All of us judges for the World Fantasy Award (for material published in 2005) are receiving a ton of material from publishers. But I'd again like to urge you to make sure if you've got something you want considered to make sure your publisher sends it in. Any kind of fantasy, published in mainstream or under genre imprints, from big houses and indie presses. We need to see it all. And the sooner the better. The judges' addresses can be found here. The cut off date for receiving materials is June 1st.

Laser Books to Publish Veniss



Laser Books in the Czech Republic releases Veniss Underground in late February. The listing for the book can be found here. My editor there, Martin Sust, decided early on to include all of the related stories with Veniss, so it's extremely comprehensive. And, in fact, one of the Veniss stories first appeared in Ikarie B in the Czech Republic.

...And a Preview of an Upcoming Interview with My French Translator, Gilles Goullet...

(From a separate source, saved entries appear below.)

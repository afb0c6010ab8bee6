//! # daylog-store
//!
//! SQLite persistence and daily-log materialization for daylog.
//!
//! - **Connection pool**: [`connection`] builds an `r2d2` pool with WAL and
//!   foreign keys enabled on every connection
//! - **Schema**: [`migrations::run_migrations`] creates the `templates`,
//!   `daily_logs`, and `log_entries` tables (idempotent)
//! - **Repositories**: [`repository`] holds the stateless SQL layer; every
//!   method takes a `&Connection`
//! - **Services**: [`service::TemplateService`] and [`service::LogService`]
//!   add the business rules, including the recurrence engine that snapshots
//!   due templates into a per-day log
//!
//! ## Crate Position
//!
//! Depends on `daylog-core` for the repeat codec and validated drafts. The
//! presentation/routing layer sits on top of the services.

#![deny(unsafe_code)]

pub mod connection;
pub mod errors;
pub mod migrations;
pub mod repository;
pub mod service;
pub mod types;

pub use errors::{Result, StoreError};
// ─────────────────────────────────────────────────────────────────────────────
// Tests
// ─────────────────────────────────────────────────────────────────────────────

#[cfg(test)]
mod tests {
    use super::*;

    fn set(days: &[Weekday]) -> RepeatSet {
        days.iter().copied().collect()
    }

    // ── encode / decode ──────────────────────────────────────────────────

    #[test]
    fn encode_sorts_lexicographically() {
        let s = set(&[Weekday::We, Weekday::Mo]);
        assert_eq!(s.encode(), "mo,we");
    }

    #[test]
    fn encode_full_week() {
        assert_eq!(RepeatSet::full_week().encode(), "fr,mo,sa,su,th,tu,we");
    }

    #[test]
    fn encode_empty_set() {
        assert_eq!(RepeatSet::new().encode(), "");
    }

    #[test]
    fn encode_is_order_independent() {
        let a = set(&[Weekday::We, Weekday::Mo]);
        let b = set(&[Weekday::Mo, Weekday::We]);
        assert_eq!(a.encode(), b.encode());
    }

    #[test]
    fn decode_empty_string_is_empty_set() {
        let s = RepeatSet::decode("").unwrap();
        assert!(s.is_empty());
    }

    #[test]
    fn decode_collapses_duplicates() {
        let s = RepeatSet::decode("mo,mo,tu").unwrap();
        assert_eq!(s.len(), 2);
        assert_eq!(s.encode(), "mo,tu");
    }

    #[test]
    fn decode_tolerates_non_canonical_order() {
        let s = RepeatSet::decode("we,mo,fr").unwrap();
        assert_eq!(s.encode(), "fr,mo,we");
    }

    #[test]
    fn decode_rejects_unknown_token() {
        let err = RepeatSet::decode("mo,xx").unwrap_err();
        assert_eq!(err, RepeatError::InvalidToken("xx".to_owned()));
    }

    #[test]
    fn decode_rejects_blank_token_in_list() {
        // "mo," splits into ["mo", ""] and the empty token is not a day.
        assert!(RepeatSet::decode("mo,").is_err());
    }

    #[test]
    fn round_trip_all_subsets() {
        for bits in 0u8..128 {
            let days: Vec<Weekday> = Weekday::ALL
                .into_iter()
                .enumerate()
                .filter(|(i, _)| bits & (1 << i) != 0)
                .map(|(_, day)| day)
                .collect();
            let original = set(&days);
            let decoded = RepeatSet::decode(&original.encode()).unwrap();
            assert_eq!(decoded, original, "subset {bits:#09b} did not round-trip");
        }
    }

    // ── labels ───────────────────────────────────────────────────────────

    #[test]
    fn label_full_week() {
        assert_eq!(RepeatSet::full_week().label(), RepeatLabel::EveryDay);
        assert_eq!(RepeatSet::full_week().label().to_string(), "every day");
    }

    #[test]
    fn label_weekdays() {
        let s = RepeatSet::decode("fr,mo,th,tu,we").unwrap();
        assert_eq!(s.label(), RepeatLabel::Weekdays);
        assert_eq!(s.label().to_string(), "mo-fr");
    }

    #[test]
    fn label_weekend() {
        let s = set(&[Weekday::Sa, Weekday::Su]);
        assert_eq!(s.label(), RepeatLabel::Weekend);
        assert_eq!(s.label().to_string(), "weekend");
    }

    #[test]
    fn label_fallback_lists_each_day() {
        let s = set(&[Weekday::Mo, Weekday::We, Weekday::Fr]);
        // Canonical token order, not collapsed.
        assert_eq!(s.label().chips(), vec!["fr", "mo", "we"]);
    }

    #[test]
    fn label_six_days_is_not_every_day() {
        let s = RepeatSet::decode("fr,mo,sa,th,tu,we").unwrap();
        assert_eq!(s.label().chips().len(), 6);
    }

    #[test]
    fn label_weekdays_plus_saturday_falls_back() {
        let s = RepeatSet::decode("fr,mo,sa,th,tu,we").unwrap();
        assert!(matches!(s.label(), RepeatLabel::Days(_)));
    }

    #[test]
    fn label_empty_set_has_no_chips() {
        assert!(RepeatSet::new().label().chips().is_empty());
    }

    // ── buckets ──────────────────────────────────────────────────────────

    #[test]
    fn full_week_belongs_only_to_every_day_bucket() {
        assert_eq!(RepeatSet::full_week().buckets(), vec![Bucket::EveryDay]);
    }

    #[test]
    fn single_day_belongs_to_its_day_bucket_only() {
        let s = set(&[Weekday::Mo]);
        assert_eq!(s.buckets(), vec![Bucket::Day(Weekday::Mo)]);
    }

    #[test]
    fn multi_day_set_belongs_to_each_day_bucket() {
        let s = set(&[Weekday::Tu, Weekday::Sa]);
        assert_eq!(
            s.buckets(),
            vec![Bucket::Day(Weekday::Tu), Bucket::Day(Weekday::Sa)]
        );
    }

    #[test]
    fn six_days_do_not_collapse_to_every_day() {
        let s = RepeatSet::decode("fr,mo,sa,th,tu,we").unwrap();
        assert_eq!(s.buckets().len(), 6);
        assert!(!s.buckets().contains(&Bucket::EveryDay));
    }

    #[test]
    fn bucket_display_order() {
        let titles: Vec<&str> = Bucket::all().iter().map(|b| b.title()).collect();
        assert_eq!(
            titles,
            vec![
                "Every Day",
                "Monday",
                "Tuesday",
                "Wednesday",
                "Thursday",
                "Friday",
                "Saturday",
                "Sunday"
            ]
        );
    }

    // ── weekday ──────────────────────────────────────────────────────────

    #[test]
    fn token_round_trip() {
        for day in Weekday::ALL {
            assert_eq!(Weekday::from_token(day.as_token()), Some(day));
        }
    }

    #[test]
    fn from_token_rejects_unknown() {
        assert_eq!(Weekday::from_token("monday"), None);
        assert_eq!(Weekday::from_token(""), None);
        assert_eq!(Weekday::from_token("MO"), None);
    }

    #[test]
    fn weekday_from_date() {
        // 2026-08-04 is a Tuesday.
        let date = NaiveDate::from_ymd_opt(2026, 8, 4).unwrap();
        assert_eq!(Weekday::from_date(date), Weekday::Tu);
        // 2026-08-09 is a Sunday.
        let date = NaiveDate::from_ymd_opt(2026, 8, 9).unwrap();
        assert_eq!(Weekday::from_date(date), Weekday::Su);
    }

    // ── serde ────────────────────────────────────────────────────────────

    #[test]
    fn serializes_as_canonical_string() {
        let s = set(&[Weekday::We, Weekday::Mo]);
        assert_eq!(serde_json::to_string(&s).unwrap(), "\"mo,we\"");
    }

    #[test]
    fn deserializes_from_encoded_string() {
        let s: RepeatSet = serde_json::from_str("\"sa,su\"").unwrap();
        assert_eq!(s.label(), RepeatLabel::Weekend);
    }

    #[test]
    fn deserialize_rejects_bad_token() {
        let result: Result<RepeatSet, _> = serde_json::from_str("\"mo,nope\"");
        assert!(result.is_err());
    }
}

Question: How closely do you work with the author?
A - Shadow them day and night
B- Call them and emit a high-pitched whining sound five or six times a day
C - Live in their house, disguised as a wall.

Answer: Depends. With you, I am kind of a manta-like shadow where the wall meets the ceiling, so more C. But I don't usually need so much additional information from the author (you are my first crazy one). So I ask them a few questions when something seems obfuscated or inconsistent.

2 Comments:

At 6:49 AM, Anonymous Anonymous said...

When's that Best New Fantasy coming out? It sounds like an actual collection of the best- unlike some stinkers I bought last year which had only one or two redeeming short stories.

 
At 11:20 AM, Blogger Abigail Nussbaum said...

I'm glad you've been enjoying the blog, Jeff. Thanks for the mention.